Casos da doença, disseminada pelo Aedes Aegypti, se espalham também pelo Brasil e preocupam diversas regiões. No Estado, o município de Encantado detém mais de um terço de todas as ocorrências confirmadas

Por
Fernanda Bassôa

Dos 454 municípios do Rio Grande do Sul que possuem notificações ou casos confirmados de dengue, a cidade de Encantado, no Vale do Taquari, é a campeã de maior incidência da doença no Estado. Com 790 confirmações para a doença, 978 notificações e 12 casos em investigação, a soma de pessoas positivadas para a dengue na cidade de um pouco mais de 22 mil habitantes equivale a quase um terço (30,8%) do número total de todo o Estado, que atualmente registra 2.560 confirmações, fato que tem gerado preocupação e colocado as autoridades de saúde em situação de crescente alerta. Das 48 pessoas internadas por dengue em todo o Rio Grande do Sul, nove estão internadas em Encantado. O Estado gaúcho ainda contabiliza 7.979 notificações e outros 2.451 casos em investigação, segundo levantamento da Secretaria Estadual da Saúde até essa sexta-feira. 
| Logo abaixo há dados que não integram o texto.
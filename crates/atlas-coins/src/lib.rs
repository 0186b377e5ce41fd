//! Coin descriptor registry.
//!
//! Loads the ordered list of chain metadata once at startup. The load is
//! all-or-nothing: a single malformed descriptor fails the whole call so
//! the process never runs on a partially valid coin table.

use serde::{Deserialize, Serialize};
use std::collections::HashMap;
use std::fmt;
use std::path::Path;
use thiserror::Error;
use tracing::info;

/// The native currency of one blockchain.
#[derive(Debug, Clone, PartialEq, Eq, Serialize, Deserialize)]
pub struct Coin {
	/// SLIP-44 coin id (e.g. 714).
	pub id: u32,
	/// Stable lowercase identifier (e.g. "binance"), used as config key
	/// prefix and route segment.
	pub handle: String,
	/// Symbol of the native currency.
	pub symbol: String,
	/// Full name of the native currency.
	#[serde(rename = "name")]
	pub title: String,
	/// Number of decimals.
	pub decimals: u32,
	/// Average time between blocks, in milliseconds.
	#[serde(rename = "blockTime")]
	pub block_time: u64,
	/// Random address seen on chain, for smoke testing.
	#[serde(rename = "sampleAddress", default, skip_serializing_if = "Option::is_none")]
	pub sample_address: Option<String>,
	/// Random token seen on chain, for smoke testing.
	#[serde(rename = "sampleToken", default, skip_serializing_if = "Option::is_none")]
	pub sample_token: Option<String>,
}

impl fmt::Display for Coin {
	fn fmt(&self, f: &mut fmt::Formatter<'_>) -> fmt::Result {
		write!(f, "[{}] {} (#{})", self.symbol, self.title, self.id)
	}
}

#[derive(Error, Debug)]
pub enum CoinError {
	#[error("coin source unreadable: {0}")]
	Unreadable(#[from] std::io::Error),

	#[error("malformed coin descriptor: {0}")]
	Malformed(#[from] serde_yaml::Error),
}

/// The loaded coin table, ordered as in the source, indexed by id.
#[derive(Debug, Clone, Default)]
pub struct CoinList {
	coins: Vec<Coin>,
	by_id: HashMap<u32, usize>,
}

impl CoinList {
	pub fn new(coins: Vec<Coin>) -> Self {
		let by_id = coins
			.iter()
			.enumerate()
			.map(|(idx, coin)| (coin.id, idx))
			.collect();
		Self { coins, by_id }
	}

	pub fn by_id(&self, id: u32) -> Option<&Coin> {
		self.by_id.get(&id).map(|&idx| &self.coins[idx])
	}

	pub fn iter(&self) -> impl Iterator<Item = &Coin> {
		self.coins.iter()
	}

	pub fn len(&self) -> usize {
		self.coins.len()
	}

	pub fn is_empty(&self) -> bool {
		self.coins.is_empty()
	}
}

/// Loads the coin list from a YAML descriptor file.
pub fn load<P: AsRef<Path>>(path: P) -> Result<CoinList, CoinError> {
	let path = path.as_ref();
	let contents = std::fs::read_to_string(path)?;
	let list = from_yaml(&contents)?;
	info!(coins = list.len(), path = %path.display(), "Loaded coin list");
	Ok(list)
}

/// Parses a coin list from a YAML string.
pub fn from_yaml(contents: &str) -> Result<CoinList, CoinError> {
	let coins: Vec<Coin> = serde_yaml::from_str(contents)?;
	Ok(CoinList::new(coins))
}
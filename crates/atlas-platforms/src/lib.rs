//! Chain adapters and the platform registry.
//!
//! Each adapter wraps one explorer API client and a normalizer into the
//! generic transaction model, declaring its query surface through a
//! [`atlas_types::Capabilities`] record. The registry builds the active
//! adapter set once at startup from the coin list and the configuration.

pub mod client;
pub mod implementations;
pub mod registry;

pub use registry::{
	registrations, AdapterSettings, PlatformEntry, PlatformRegistry, Registration, RegistryError,
};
O primeiro caso foi confirmado no Município em 23 de janeiro e a partir daí os números não pararam de crescer. A secretária de Saúde, Meio Ambiente e Assistência Social, Clarissa da Rosa Pretto Scatolla, conta que inicialmente os primeiros registros surgiram no bairro Lago Azul, localidade que hoje soma mais de 200 positivados. “É um bairro onde tem muitas empresas, com entrada e saída de caminhões. O primeiro registro veio de fora, como sempre acontece. E partir dele, começou a contaminação. Nunca perdemos o controle da situação. Ao contrário, o município optou por testar as pessoas para que pudéssemos ter um diagnóstico e, confirmado o diagnóstico, agir de imediato naquela situação. A partir da notificação, com a testagem rápida, sabemos exatamente onde tem os casos e de que forma agir. Isso é transparência”, disse a secretária, garantindo que o município está fazendo um controle efetivo, mantendo o comando real da situação e atuando em pontos estratégicos.

Características da doença

  • O QUE É

Doença febril causada por vírus, caracterizada principalmente por febre alta de início rápido. Dengue é uma palavra espanhola que significa “manha” ou “melindre”, características que o doente costuma apresentar devido ao mal-estar. 

  • CAUSA

A dengue é causada por vírus (DENV) do gênero Flavivirus, família Flaviviridae, e possui quatro sorotipos: DENV1, DENV2, DENV3 e DENV4. 

  • TRANSMISSÃO

A principal forma de transmissão é pela picada da fêmea infectada do mosquito Aedes aegypti. Outras formas menos comuns são por meio de transfusão de sangue ou da gestante para o bebê. Não há transmissão por contato direto com um doente. 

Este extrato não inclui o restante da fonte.